(Work to be completed):
Show each line from the listing that includes the word "expected".

[[ Dataset entries open ]]

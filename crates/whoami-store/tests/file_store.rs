use std::collections::HashMap;
use std::path::PathBuf;
use std::sync::Arc;

use whoami_core::{ClientId, CounterStore, VisitCounts, VisitTotals};
use whoami_store::{FileStore, StoreError};

/// Fresh, existing directory for one test's ledger.
fn temp_dir() -> PathBuf {
    let dir = std::env::temp_dir().join(format!("whoami-store-test-{}", uuid::Uuid::new_v4()));
    std::fs::create_dir_all(&dir).expect("create temp dir");
    dir
}

#[tokio::test]
async fn test_file_store_dyn_dispatch() {
    let dir = temp_dir();
    let store: Arc<dyn CounterStore> = Arc::new(FileStore::new(dir.join("visits.json")));

    let counts = store
        .increment(&ClientId::from("1.2.3.4"))
        .await
        .expect("increment");
    assert_eq!(
        counts,
        VisitCounts {
            total: 1,
            unique: 1,
            your_visits: 1
        }
    );
    assert_eq!(store.name(), "file");
    assert!(store.is_ready());
}

#[tokio::test]
async fn test_sequential_scenarios() {
    let dir = temp_dir();
    let store = FileStore::new(dir.join("visits.json"));
    let a = ClientId::from("1.2.3.4");
    let b = ClientId::from("5.6.7.8");

    let first = store.increment(&a).await.expect("first");
    let second = store.increment(&a).await.expect("second");
    let third = store.increment(&b).await.expect("third");

    assert_eq!((first.total, first.unique, first.your_visits), (1, 1, 1));
    assert_eq!((second.total, second.unique, second.your_visits), (2, 1, 2));
    assert_eq!((third.total, third.unique, third.your_visits), (3, 2, 1));
    assert_eq!(
        store.snapshot().await.expect("snapshot"),
        VisitTotals {
            total: 3,
            unique: 2
        }
    );
}

#[tokio::test]
async fn test_snapshot_of_missing_ledger_is_empty() {
    let dir = temp_dir();
    let store = FileStore::new(dir.join("visits.json"));
    assert_eq!(
        store.snapshot().await.expect("snapshot"),
        VisitTotals::default()
    );
    assert!(!dir.join("visits.json").exists(), "snapshot must not write");
}

#[tokio::test(flavor = "multi_thread", worker_threads = 4)]
async fn test_concurrent_increments_are_not_lost() {
    let dir = temp_dir();
    let store = Arc::new(FileStore::new(dir.join("visits.json")));
    let clients = ["10.0.0.1", "10.0.0.2", "10.0.0.3", "10.0.0.4"];
    let per_client = 25;

    let mut handles = Vec::new();
    for client in clients {
        for _ in 0..per_client {
            let store = Arc::clone(&store);
            let id = ClientId::from(client);
            handles.push(tokio::spawn(async move {
                let counts = store.increment(&id).await.expect("increment");
                (id, counts)
            }));
        }
    }

    let mut seen: HashMap<ClientId, Vec<u64>> = HashMap::new();
    let mut totals = Vec::new();
    for handle in handles {
        let (id, counts) = handle.await.expect("join");
        seen.entry(id).or_default().push(counts.your_visits);
        totals.push(counts.total);
    }

    // Every total 1..=100 handed out exactly once.
    totals.sort_unstable();
    let expected: Vec<u64> = (1..=(clients.len() * per_client) as u64).collect();
    assert_eq!(totals, expected);

    // Each client saw its own 1..=25 exactly once.
    for client in clients {
        let mut visits = seen.remove(&ClientId::from(client)).expect("client seen");
        visits.sort_unstable();
        assert_eq!(visits, (1..=per_client as u64).collect::<Vec<_>>());
    }

    let snapshot = store.snapshot().await.expect("snapshot");
    assert_eq!(snapshot.total, 100);
    assert_eq!(snapshot.unique, 4);
}

#[tokio::test]
async fn test_restart_resumes_from_persisted_ledger() {
    let dir = temp_dir();
    let path = dir.join("visits.json");

    {
        let store = FileStore::new(&path);
        for _ in 0..3 {
            store
                .increment(&ClientId::from("1.2.3.4"))
                .await
                .expect("increment");
        }
    }

    let reopened = FileStore::new(&path);
    let counts = reopened
        .increment(&ClientId::from("1.2.3.4"))
        .await
        .expect("increment after restart");
    assert_eq!((counts.total, counts.unique, counts.your_visits), (4, 1, 4));
}

#[tokio::test]
async fn test_persisted_layout() {
    let dir = temp_dir();
    let path = dir.join("visits.json");
    let store = FileStore::new(&path);
    store
        .increment(&ClientId::from("1.2.3.4"))
        .await
        .expect("increment");
    store
        .increment(&ClientId::from("5.6.7.8"))
        .await
        .expect("increment");

    let raw = std::fs::read(&path).expect("read ledger");
    let json: serde_json::Value = serde_json::from_slice(&raw).expect("ledger is JSON");
    assert_eq!(json["total"], 2);
    assert_eq!(json["byClient"]["1.2.3.4"], 1);
    assert_eq!(json["byClient"]["5.6.7.8"], 1);
    assert!(
        !dir.join("visits.json.tmp").exists(),
        "temp file must be renamed away"
    );
}

#[tokio::test]
async fn test_corrupt_ledger_resets_to_empty() {
    let dir = temp_dir();
    let path = dir.join("visits.json");
    std::fs::write(&path, b"{ this is not json").expect("write garbage");

    let store = FileStore::new(&path);
    let counts = store
        .increment(&ClientId::from("1.2.3.4"))
        .await
        .expect("corruption is not an error");
    assert_eq!((counts.total, counts.unique, counts.your_visits), (1, 1, 1));
}

#[tokio::test]
async fn test_write_failure_is_reported_and_not_persisted() {
    let dir = temp_dir();
    // Parent directory does not exist: reads see "no ledger", writes fail.
    let store = FileStore::new(dir.join("missing").join("visits.json"));
    let id = ClientId::from("1.2.3.4");

    for _ in 0..2 {
        let err = store.increment(&id).await.expect_err("write must fail");
        assert!(matches!(
            err.downcast_ref::<StoreError>(),
            Some(StoreError::Write(_))
        ));
    }
    assert_eq!(
        store.snapshot().await.expect("snapshot"),
        VisitTotals::default()
    );
}

#[tokio::test]
async fn test_write_failure_keeps_last_persisted_counts() {
    let dir = temp_dir();
    let path = dir.join("visits.json");
    let store = FileStore::new(&path);
    let id = ClientId::from("1.2.3.4");
    store.increment(&id).await.expect("first increment");

    // Block the temp file so the next write fails.
    std::fs::create_dir_all(dir.join("visits.json.tmp")).expect("block tmp path");
    assert!(store.increment(&id).await.is_err());

    let totals = store.snapshot().await.expect("snapshot");
    assert_eq!(totals, VisitTotals { total: 1, unique: 1 });
}

#[tokio::test]
async fn test_unreadable_ledger_is_an_error() {
    let dir = temp_dir();
    // A directory where the document should be cannot be read as a file.
    let store = FileStore::new(&dir);
    assert!(store.increment(&ClientId::from("1.2.3.4")).await.is_err());
    assert!(store.snapshot().await.is_err());
}

#[tokio::test]
async fn test_unknown_client_accumulates_under_empty_key() {
    let dir = temp_dir();
    let store = FileStore::new(dir.join("visits.json"));
    let unknown = ClientId::default();

    store.increment(&unknown).await.expect("first");
    let counts = store.increment(&unknown).await.expect("second");
    assert_eq!((counts.total, counts.unique, counts.your_visits), (2, 1, 2));
}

[[ Dataset entries closed ]]

(Completed task):
    let expected: Vec<u64> = (1..=(clients.len() * per_client) as u64).collect();
    assert_eq!(totals, expected);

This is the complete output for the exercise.